■ Problem details
Filter the entries, keeping every line with the string "Clone".

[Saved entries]
────────────────────────────────────────

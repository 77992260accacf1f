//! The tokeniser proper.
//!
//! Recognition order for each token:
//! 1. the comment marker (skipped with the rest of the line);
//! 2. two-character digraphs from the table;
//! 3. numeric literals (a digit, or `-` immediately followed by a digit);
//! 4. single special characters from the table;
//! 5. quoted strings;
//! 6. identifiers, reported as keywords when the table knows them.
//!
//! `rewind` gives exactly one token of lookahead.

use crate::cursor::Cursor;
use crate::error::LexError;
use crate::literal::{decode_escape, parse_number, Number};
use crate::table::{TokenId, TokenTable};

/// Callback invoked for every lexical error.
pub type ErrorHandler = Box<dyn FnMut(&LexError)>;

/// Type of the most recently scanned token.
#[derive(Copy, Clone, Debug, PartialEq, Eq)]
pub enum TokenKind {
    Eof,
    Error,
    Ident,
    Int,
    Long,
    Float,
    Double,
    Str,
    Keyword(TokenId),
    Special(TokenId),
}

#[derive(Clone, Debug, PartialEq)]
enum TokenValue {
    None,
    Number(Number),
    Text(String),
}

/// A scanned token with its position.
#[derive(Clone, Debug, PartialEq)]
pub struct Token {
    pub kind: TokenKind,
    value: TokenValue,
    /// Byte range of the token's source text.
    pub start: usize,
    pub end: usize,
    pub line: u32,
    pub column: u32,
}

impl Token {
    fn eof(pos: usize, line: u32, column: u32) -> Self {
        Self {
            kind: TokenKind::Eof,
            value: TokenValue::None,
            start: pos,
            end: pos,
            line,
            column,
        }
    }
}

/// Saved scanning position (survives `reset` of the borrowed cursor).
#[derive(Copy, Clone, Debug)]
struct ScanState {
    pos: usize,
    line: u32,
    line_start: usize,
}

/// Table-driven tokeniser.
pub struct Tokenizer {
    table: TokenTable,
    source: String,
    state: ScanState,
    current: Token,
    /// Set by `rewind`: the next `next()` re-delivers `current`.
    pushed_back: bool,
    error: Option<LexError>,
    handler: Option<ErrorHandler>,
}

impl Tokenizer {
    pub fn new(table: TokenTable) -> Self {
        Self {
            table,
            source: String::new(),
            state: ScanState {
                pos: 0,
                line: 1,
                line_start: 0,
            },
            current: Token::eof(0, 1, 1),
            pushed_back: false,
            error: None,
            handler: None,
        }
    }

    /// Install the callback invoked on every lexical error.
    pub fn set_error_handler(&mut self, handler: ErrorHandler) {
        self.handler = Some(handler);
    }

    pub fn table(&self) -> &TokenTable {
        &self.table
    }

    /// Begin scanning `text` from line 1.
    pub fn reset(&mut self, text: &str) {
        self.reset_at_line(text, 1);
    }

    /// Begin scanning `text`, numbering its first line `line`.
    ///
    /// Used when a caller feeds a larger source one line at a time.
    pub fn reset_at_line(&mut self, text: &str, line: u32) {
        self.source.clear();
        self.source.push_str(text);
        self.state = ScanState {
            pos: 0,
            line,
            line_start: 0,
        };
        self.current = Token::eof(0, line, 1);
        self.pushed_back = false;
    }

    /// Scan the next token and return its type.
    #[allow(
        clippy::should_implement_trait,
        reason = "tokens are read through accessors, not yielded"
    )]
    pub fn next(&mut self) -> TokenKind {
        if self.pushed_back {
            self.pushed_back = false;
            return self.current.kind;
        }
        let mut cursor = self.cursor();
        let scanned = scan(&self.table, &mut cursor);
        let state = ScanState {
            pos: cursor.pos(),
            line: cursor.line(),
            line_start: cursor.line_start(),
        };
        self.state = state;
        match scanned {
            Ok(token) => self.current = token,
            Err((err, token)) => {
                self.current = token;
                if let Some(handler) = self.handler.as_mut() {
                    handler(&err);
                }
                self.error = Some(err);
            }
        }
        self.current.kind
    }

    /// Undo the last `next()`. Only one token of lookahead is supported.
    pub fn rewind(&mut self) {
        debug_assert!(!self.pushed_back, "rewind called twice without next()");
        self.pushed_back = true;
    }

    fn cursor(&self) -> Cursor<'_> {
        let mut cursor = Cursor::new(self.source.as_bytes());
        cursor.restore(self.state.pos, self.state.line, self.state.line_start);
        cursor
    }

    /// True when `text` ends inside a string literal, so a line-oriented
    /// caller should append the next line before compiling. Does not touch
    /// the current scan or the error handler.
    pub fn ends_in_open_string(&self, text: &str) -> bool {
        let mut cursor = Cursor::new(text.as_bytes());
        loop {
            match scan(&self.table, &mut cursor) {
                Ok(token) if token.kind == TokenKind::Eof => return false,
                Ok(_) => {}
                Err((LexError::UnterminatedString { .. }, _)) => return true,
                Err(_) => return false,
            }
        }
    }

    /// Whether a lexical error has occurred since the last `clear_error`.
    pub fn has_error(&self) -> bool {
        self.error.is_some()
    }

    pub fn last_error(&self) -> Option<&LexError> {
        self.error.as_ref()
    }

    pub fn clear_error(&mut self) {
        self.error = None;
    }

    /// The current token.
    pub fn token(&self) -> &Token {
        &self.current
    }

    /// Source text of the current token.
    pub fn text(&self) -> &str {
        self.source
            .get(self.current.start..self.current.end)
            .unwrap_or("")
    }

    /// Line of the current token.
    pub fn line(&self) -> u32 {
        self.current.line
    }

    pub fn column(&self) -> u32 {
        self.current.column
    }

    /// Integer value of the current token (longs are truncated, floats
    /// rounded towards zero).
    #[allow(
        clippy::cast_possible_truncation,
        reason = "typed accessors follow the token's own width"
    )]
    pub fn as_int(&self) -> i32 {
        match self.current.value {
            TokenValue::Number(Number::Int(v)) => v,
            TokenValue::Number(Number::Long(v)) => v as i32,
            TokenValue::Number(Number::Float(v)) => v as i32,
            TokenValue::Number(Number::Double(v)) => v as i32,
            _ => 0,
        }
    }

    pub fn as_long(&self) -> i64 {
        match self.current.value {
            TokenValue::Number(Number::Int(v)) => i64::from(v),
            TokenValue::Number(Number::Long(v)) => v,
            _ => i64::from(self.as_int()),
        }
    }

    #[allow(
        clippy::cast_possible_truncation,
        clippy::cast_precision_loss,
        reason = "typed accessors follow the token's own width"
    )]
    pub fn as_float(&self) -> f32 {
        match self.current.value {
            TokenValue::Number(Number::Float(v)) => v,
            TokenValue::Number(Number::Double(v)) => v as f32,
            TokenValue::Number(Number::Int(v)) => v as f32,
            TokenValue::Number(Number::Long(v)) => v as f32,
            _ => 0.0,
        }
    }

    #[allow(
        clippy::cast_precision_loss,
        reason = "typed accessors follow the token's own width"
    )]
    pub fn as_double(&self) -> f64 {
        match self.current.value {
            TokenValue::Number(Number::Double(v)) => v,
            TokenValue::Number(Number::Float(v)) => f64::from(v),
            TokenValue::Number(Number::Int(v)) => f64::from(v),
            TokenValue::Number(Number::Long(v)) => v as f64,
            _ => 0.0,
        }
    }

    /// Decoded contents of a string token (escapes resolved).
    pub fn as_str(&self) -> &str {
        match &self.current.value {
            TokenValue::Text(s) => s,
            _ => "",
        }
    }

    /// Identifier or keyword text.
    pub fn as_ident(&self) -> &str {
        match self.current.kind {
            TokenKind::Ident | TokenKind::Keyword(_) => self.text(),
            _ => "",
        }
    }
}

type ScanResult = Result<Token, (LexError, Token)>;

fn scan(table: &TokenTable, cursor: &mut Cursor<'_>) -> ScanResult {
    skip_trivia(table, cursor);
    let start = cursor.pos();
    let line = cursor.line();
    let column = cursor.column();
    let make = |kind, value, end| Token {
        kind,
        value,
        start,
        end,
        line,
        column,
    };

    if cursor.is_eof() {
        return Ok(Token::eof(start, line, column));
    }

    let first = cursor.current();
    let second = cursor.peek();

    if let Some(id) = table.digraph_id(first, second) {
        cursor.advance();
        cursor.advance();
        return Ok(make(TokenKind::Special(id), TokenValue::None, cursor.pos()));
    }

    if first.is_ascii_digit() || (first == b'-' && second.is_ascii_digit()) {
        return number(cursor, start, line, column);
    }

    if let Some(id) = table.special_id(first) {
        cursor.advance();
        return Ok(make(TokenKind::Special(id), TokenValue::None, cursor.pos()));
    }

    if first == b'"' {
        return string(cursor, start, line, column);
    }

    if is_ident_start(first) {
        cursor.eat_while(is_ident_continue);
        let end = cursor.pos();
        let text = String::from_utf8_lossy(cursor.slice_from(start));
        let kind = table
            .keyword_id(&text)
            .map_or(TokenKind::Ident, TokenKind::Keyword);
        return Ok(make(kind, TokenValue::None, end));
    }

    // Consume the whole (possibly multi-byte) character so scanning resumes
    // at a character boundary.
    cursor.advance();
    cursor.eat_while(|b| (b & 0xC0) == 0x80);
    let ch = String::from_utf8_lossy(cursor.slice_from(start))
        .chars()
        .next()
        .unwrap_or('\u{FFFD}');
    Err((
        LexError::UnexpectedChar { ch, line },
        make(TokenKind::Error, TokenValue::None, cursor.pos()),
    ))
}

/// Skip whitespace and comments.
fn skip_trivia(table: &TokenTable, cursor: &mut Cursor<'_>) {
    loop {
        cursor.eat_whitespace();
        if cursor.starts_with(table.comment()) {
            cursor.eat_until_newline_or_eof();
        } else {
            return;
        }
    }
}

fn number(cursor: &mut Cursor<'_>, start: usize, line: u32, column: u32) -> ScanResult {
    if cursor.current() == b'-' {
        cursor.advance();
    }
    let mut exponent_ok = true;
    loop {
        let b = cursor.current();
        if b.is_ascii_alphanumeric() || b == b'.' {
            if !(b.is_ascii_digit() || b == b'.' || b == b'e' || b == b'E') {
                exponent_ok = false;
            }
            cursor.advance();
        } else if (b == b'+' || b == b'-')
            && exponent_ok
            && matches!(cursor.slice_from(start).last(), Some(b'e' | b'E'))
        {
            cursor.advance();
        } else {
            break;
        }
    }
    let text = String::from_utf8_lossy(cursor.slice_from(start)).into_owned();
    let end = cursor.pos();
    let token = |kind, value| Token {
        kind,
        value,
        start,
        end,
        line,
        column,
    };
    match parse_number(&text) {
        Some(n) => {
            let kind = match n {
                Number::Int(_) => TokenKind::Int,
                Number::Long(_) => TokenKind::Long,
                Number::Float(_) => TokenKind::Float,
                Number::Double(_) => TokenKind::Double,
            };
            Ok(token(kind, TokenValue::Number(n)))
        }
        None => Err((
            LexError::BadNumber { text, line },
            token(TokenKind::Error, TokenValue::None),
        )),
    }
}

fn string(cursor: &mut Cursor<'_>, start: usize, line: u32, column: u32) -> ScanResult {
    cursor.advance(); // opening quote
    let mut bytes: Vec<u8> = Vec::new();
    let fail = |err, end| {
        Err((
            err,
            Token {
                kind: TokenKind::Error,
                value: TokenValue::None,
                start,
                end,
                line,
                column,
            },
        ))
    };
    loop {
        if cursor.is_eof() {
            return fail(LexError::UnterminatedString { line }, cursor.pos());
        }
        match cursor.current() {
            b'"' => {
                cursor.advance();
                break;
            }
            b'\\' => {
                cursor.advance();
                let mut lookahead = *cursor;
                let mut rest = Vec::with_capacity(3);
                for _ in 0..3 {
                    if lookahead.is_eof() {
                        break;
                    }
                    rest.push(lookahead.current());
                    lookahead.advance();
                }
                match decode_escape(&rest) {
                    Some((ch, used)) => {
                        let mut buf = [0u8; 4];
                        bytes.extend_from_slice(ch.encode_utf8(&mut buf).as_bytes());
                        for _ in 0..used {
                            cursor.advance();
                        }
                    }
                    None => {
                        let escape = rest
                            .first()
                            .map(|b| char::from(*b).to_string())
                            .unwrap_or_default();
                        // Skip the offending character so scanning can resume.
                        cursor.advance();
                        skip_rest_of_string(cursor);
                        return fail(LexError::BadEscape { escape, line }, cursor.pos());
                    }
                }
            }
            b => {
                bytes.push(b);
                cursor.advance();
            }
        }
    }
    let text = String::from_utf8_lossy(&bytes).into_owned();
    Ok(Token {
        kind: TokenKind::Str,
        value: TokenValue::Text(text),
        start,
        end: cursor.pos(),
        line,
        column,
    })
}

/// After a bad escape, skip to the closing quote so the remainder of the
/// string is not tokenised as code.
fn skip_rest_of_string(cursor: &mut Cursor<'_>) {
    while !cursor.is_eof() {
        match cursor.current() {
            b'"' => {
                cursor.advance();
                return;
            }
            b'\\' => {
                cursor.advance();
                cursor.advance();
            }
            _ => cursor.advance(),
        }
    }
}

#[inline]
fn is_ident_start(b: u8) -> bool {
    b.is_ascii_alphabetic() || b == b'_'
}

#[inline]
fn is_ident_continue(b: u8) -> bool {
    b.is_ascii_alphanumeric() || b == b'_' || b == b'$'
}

────────────────────────────────────────

■ Exercise answer
#[derive(Copy, Clone, Debug, PartialEq, Eq)]
#[derive(Clone, Debug, PartialEq)]
#[derive(Clone, Debug, PartialEq)]
#[derive(Copy, Clone, Debug)]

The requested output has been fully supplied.